Task goal:
For the string "None", state how many lines of the data hold it. Give nothing besides the number.
***
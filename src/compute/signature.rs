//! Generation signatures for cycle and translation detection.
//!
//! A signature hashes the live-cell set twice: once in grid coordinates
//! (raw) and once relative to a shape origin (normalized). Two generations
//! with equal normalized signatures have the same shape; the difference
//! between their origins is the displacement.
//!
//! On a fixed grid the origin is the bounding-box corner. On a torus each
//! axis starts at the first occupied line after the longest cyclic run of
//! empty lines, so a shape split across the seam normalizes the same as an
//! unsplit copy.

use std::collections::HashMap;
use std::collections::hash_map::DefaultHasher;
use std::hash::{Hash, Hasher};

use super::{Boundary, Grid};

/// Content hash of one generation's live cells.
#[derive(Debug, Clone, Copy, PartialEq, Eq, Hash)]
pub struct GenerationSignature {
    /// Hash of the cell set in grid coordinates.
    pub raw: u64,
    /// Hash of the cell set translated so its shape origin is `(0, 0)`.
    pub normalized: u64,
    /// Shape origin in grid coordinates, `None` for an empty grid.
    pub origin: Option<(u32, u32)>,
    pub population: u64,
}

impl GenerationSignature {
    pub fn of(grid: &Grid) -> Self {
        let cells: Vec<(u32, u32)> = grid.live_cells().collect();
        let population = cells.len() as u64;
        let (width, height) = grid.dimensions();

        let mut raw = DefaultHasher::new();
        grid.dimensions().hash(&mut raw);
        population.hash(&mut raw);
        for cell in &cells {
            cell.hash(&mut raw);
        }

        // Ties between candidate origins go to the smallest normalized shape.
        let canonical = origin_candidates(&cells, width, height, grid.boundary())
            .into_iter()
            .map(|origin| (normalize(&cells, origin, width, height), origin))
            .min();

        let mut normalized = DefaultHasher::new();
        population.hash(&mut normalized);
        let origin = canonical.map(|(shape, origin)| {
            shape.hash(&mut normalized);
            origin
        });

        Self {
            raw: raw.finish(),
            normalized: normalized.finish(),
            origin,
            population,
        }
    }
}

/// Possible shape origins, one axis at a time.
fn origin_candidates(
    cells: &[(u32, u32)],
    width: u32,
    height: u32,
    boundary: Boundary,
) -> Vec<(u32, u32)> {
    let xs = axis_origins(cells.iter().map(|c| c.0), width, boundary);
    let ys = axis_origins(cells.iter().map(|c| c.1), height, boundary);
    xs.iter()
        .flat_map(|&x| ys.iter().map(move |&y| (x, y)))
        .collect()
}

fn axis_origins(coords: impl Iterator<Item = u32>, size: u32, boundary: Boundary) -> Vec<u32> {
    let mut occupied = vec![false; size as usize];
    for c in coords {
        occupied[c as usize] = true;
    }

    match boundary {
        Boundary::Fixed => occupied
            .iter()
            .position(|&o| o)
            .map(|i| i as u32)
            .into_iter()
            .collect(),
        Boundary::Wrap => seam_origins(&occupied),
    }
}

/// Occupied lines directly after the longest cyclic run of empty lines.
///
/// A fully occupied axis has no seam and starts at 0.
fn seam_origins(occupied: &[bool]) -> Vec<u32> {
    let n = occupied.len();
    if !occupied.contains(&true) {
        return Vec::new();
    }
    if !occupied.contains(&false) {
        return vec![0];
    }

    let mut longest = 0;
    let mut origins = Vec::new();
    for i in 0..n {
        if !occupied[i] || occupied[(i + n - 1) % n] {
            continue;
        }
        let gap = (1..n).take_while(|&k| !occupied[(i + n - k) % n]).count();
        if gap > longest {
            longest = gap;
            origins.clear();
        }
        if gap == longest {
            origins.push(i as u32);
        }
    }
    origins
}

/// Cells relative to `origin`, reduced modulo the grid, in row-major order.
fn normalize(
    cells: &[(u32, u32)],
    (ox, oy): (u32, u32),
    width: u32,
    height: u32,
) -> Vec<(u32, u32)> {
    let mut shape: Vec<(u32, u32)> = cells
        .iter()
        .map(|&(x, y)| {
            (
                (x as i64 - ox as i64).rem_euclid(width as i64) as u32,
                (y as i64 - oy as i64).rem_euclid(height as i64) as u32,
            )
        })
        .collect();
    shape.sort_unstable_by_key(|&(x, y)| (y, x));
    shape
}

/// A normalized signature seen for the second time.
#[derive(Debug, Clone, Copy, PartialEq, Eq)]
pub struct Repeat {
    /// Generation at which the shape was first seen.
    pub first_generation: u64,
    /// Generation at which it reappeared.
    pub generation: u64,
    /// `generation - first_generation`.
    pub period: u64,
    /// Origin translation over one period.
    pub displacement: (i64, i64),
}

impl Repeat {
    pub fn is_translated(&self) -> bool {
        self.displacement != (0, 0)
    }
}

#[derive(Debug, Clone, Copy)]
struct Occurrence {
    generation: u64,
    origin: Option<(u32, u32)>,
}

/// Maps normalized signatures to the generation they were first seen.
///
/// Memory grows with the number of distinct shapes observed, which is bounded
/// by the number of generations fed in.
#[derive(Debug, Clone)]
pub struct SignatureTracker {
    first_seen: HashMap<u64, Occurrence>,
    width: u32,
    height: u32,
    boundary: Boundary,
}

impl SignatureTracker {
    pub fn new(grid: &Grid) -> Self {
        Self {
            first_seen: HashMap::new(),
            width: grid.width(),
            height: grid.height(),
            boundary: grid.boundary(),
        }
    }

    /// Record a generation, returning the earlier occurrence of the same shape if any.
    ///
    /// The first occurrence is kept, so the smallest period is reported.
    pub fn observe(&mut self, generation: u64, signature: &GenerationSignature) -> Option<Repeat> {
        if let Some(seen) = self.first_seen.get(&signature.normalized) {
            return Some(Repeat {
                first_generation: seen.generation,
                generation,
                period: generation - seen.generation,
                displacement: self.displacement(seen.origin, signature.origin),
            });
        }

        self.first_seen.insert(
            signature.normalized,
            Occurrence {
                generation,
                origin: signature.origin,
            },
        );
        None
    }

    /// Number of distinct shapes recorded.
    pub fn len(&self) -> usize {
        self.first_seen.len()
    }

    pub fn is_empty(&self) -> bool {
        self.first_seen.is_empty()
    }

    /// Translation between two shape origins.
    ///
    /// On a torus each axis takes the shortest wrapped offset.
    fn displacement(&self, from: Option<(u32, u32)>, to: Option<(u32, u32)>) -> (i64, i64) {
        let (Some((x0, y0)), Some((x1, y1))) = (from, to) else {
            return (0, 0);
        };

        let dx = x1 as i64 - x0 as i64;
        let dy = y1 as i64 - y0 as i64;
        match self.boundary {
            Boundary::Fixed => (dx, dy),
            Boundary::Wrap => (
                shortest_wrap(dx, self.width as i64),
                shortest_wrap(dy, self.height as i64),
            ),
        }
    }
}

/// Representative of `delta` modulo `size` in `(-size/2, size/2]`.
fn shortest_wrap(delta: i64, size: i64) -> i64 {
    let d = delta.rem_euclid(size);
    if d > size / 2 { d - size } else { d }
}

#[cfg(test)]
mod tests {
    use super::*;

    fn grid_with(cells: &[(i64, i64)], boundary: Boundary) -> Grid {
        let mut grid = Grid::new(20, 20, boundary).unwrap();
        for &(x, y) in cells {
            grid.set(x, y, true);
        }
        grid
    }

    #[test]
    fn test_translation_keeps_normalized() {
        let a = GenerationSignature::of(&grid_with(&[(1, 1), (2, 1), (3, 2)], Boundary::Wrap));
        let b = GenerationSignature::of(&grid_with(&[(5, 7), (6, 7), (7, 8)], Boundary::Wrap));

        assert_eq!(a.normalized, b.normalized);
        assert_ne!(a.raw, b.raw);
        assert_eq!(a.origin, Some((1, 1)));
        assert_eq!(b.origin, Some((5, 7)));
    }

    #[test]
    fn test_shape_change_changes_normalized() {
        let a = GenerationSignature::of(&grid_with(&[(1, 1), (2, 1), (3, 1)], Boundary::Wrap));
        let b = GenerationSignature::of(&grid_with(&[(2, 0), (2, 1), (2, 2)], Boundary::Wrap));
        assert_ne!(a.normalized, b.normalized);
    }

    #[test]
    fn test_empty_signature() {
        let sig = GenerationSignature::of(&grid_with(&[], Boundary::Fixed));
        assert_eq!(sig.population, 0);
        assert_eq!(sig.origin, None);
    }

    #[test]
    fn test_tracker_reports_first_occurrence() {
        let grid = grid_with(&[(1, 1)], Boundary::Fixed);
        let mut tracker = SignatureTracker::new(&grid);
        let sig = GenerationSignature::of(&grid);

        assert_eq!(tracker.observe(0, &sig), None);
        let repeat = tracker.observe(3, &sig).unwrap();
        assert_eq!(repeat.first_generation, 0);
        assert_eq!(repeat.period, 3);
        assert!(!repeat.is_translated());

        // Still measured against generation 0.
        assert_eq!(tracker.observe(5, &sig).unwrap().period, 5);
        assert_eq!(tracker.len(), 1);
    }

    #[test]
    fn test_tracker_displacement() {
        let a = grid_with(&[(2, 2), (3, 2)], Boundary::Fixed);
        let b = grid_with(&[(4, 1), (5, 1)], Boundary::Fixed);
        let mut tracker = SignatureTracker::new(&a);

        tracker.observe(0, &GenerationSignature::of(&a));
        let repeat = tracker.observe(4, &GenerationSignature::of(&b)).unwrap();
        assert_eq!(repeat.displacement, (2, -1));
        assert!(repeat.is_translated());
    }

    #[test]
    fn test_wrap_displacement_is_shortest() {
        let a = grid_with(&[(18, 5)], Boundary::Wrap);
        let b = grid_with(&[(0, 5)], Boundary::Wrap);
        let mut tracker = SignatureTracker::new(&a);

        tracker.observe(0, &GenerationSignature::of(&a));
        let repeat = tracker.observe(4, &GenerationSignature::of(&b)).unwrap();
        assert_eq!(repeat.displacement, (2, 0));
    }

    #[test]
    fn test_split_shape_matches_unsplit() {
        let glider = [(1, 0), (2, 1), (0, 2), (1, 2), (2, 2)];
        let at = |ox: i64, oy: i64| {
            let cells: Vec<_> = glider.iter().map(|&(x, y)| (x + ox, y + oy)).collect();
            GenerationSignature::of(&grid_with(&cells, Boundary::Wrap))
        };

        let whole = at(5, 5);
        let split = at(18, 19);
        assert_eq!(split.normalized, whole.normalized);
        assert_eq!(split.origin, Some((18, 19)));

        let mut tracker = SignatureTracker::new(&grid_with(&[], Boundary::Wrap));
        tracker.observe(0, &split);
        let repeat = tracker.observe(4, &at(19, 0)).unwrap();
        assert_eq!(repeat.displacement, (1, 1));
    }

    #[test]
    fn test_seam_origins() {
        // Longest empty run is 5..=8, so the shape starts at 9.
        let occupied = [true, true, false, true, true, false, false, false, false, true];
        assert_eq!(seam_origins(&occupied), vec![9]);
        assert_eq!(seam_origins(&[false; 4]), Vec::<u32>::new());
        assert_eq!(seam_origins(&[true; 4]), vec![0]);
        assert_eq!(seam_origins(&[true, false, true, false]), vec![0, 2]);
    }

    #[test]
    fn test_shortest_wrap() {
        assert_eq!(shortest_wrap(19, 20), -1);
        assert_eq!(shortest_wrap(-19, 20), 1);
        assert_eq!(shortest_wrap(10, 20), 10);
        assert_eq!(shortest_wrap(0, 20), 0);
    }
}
***
Result below:
4